Как-то всё это звучало… как во сне. И что значит — нельзя вернуться? Уехать придётся что ли? Петька нахмурился.
— Тогда… Зачем это?
— Видишь ли, для большинства твоих однокашников вопрос профориентации практически решён. И у них есть ещё полтора-два года до совершеннолетия. А у тебя осталось едва ли три месяца.
— Да почему?! Вы путаете что-то, мне же всего шестнадцать!
Лица комиссии сделались сочувствующими.
— По личным ощущениям — возможно. Но не по документам.
Вообще ничего не понятно!
— Видишь ли, — второй мужчина, крупный, больше почему-то похожий на хирурга, чем на управленца, достал из портфеля папку, — Ты родился очень слабым. Врачи боролись за твою жизнь больше года. Шестнадцать месяцев ты провёл в реанимации, перенёс несколько тяжелейших операций.
— Мама не говорила мне…
Мужчина вздохнул:
— Мама не имела права. Твои родители до последнего надеялись, что ты сможешь ходить, дышать без аппарата. Твои биологические родители, — он протянул ему пухлую папку, — Тебе было полтора, когда они согласились на передачу родительских прав.
В висках гулко застучала кровь.
Петька ошалело оглянулся на мать с отцом… Мама снова плакала. Отец угрюмо молчал.
Папку в руки брать категорически не хотелось.
— Что это?
— Твоя история болезни. Твоя личная копия.
Он вскочил, едва не уронив кресло:
— Это неправда! — взгляд бешено метался по хмурым лицам.
Это же неправда! Не может быть правдой! Мелькнула спасительная мысль…
— Это что, проверка такая? Специальный тест на стрессоустойчивость? Иннокентий Романович?
— Если бы… — угрюмо проворчал директор.
Петька резко развернулся на пятках. Ну их нафиг, с этой их «Надеждой»! Психи придурочные!

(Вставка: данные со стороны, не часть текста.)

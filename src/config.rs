//! Decoder configuration.

use std::path::PathBuf;

use serde::{Deserialize, Serialize};

use crate::model::{DocumentKind, FileVersion};
use crate::Result;

/// What to do when a decoder consumes a different number of bytes than
/// the record declares.
#[derive(Debug, Clone, Copy, PartialEq, Eq, Default, Serialize, Deserialize)]
#[serde(rename_all = "lowercase")]
pub enum SizePolicy {
    /// Log a warning, record a defect, keep the declared size.
    #[default]
    Report,
    /// Fail the segment.
    Strict,
}

/// Settings for one import.
#[derive(Debug, Clone, Default, PartialEq, Serialize, Deserialize)]
#[serde(default)]
pub struct DecodeConfig {
    pub file_version: FileVersion,
    /// Known up front from the file extension, or left for the Document
    /// record to declare.
    pub document_kind: Option<DocumentKind>,
    /// Import into an existing document instead of opening a new one.
    /// Carried for the orchestration layer; decoders ignore it.
    pub read_properties: bool,
    pub size_policy: SizePolicy,
    /// Fail the segment on dangling parent/child references instead of
    /// nulling them. Cross references are always nulled.
    pub strict_references: bool,
    /// Folder for extracted workbooks when the filesystem sink is used.
    pub workbook_dir: Option<PathBuf>,
}

impl DecodeConfig {
    pub fn for_version(year: u32) -> Self {
        Self { file_version: FileVersion(year), ..Self::default() }
    }

    pub fn with_document_kind(mut self, kind: DocumentKind) -> Self {
        self.document_kind = Some(kind);
        self
    }

    pub fn with_size_policy(mut self, policy: SizePolicy) -> Self {
        self.size_policy = policy;
        self
    }

    pub fn from_json(json: &str) -> Result<Self> {
        Ok(serde_json::from_str(json)?)
    }
}

#[cfg(test)]
mod tests {
    use super::*;
    use pretty_assertions::assert_eq;

    #[test]
    fn test_defaults() {
        let c = DecodeConfig::default();
        assert_eq!(c.size_policy, SizePolicy::Report);
        assert_eq!(c.document_kind, None);
        assert!(!c.strict_references);
    }

    #[test]
    fn test_from_json_partial() {
        let c = DecodeConfig::from_json(
            r#"{"file_version": 2012, "document_kind": "Part", "size_policy": "strict"}"#,
        )
        .unwrap();
        assert_eq!(
            c,
            DecodeConfig::for_version(2012)
                .with_document_kind(DocumentKind::Part)
                .with_size_policy(SizePolicy::Strict)
        );
    }

    #[test]
    fn test_from_json_rejects_garbage() {
        assert!(DecodeConfig::from_json("{\"file_version\": \"x\"}").is_err());
    }
}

Он рванул на себя дверь в коридор… за которой обнаружилось серое гладкое на вид ничто. На ощупь оно, вопреки ожиданиям, оказалось не твёрдое, а… никакое. Руки отказывались передать какие-либо сигналы. Ощущения поверхности не было вовсе, так же как и температуры.
— Кабинет на время заседания комиссии изолирован, — хмуро пояснил Романыч, — Сядь уже, Петя. Давай будем говорить как взрослые.
Петька ещё с минуту простоял, тупо таращась в пустоту. Подошёл отец, приобнял его за плечи.
— Будь мужественным, сын. Мы понимаем, для тебя это — удар.
— Если тебе будет легче, — добавил «хирург», — мы все здесь такие.
Они что-то ещё говорили, Петька плохо слышал. Он позволил вернуть себя к столу и усадить на прежнее место, невидяще уставился в столешницу. Потом взгляд упал на собственные руки. Пальцы сжимались и разжимались. На правой руке костяшки были сбиты — ободрался позавчера на тренировке, не всё ещё зажило. И это — ненастоящее тоже?! Он вскинул взгляд и встретился глазами с «хирургом». Тот смотрел спокойно и серьёзно.
— Видишь ли, Пётр. Детская реабилитационная программа предполагает предельно полное моделирование реальности. Не какого-то условного мира, а именно реальной Земли. На протяжении шестнадцати лет дети должны жить, чувствуя себя здоровыми, и их мир ни в чём, ни на секунду не должен ощущаться как искусственный. Это является неотъемлемым правом каждого несовершеннолетнего гражданина. По закону! — «хирург» поднял палец, — И это очень, очень дорого. В случае если ребёнок на момент наступления означенной даты ещё не окончил среднюю школу, он получает отсрочку до момента получения аттестата.
Сегодня — автоматически отметил Петька. Мужик кивнул, словно услышав его мысли.
— Для тебя это сегодня. Дальше, до восемнадцатилетия, вы ещё на попечении государства. Большинство твоих одноклассников имеет два-три семестра в запасе. Но в твоём случае, Петя, времени на мягкую адаптацию практически не остаётся. Если быть точными, у нас с тобой восемьдесят четыре дня, начиная с завтрашнего.
— Кстати, Пётр, познакомься — это твой куратор, Иван Андреич, — председатель комиссии рекомендующе развернул ладонь, — Наставник он опытный, имеет высокоуровневый доступ в большую часть локаций.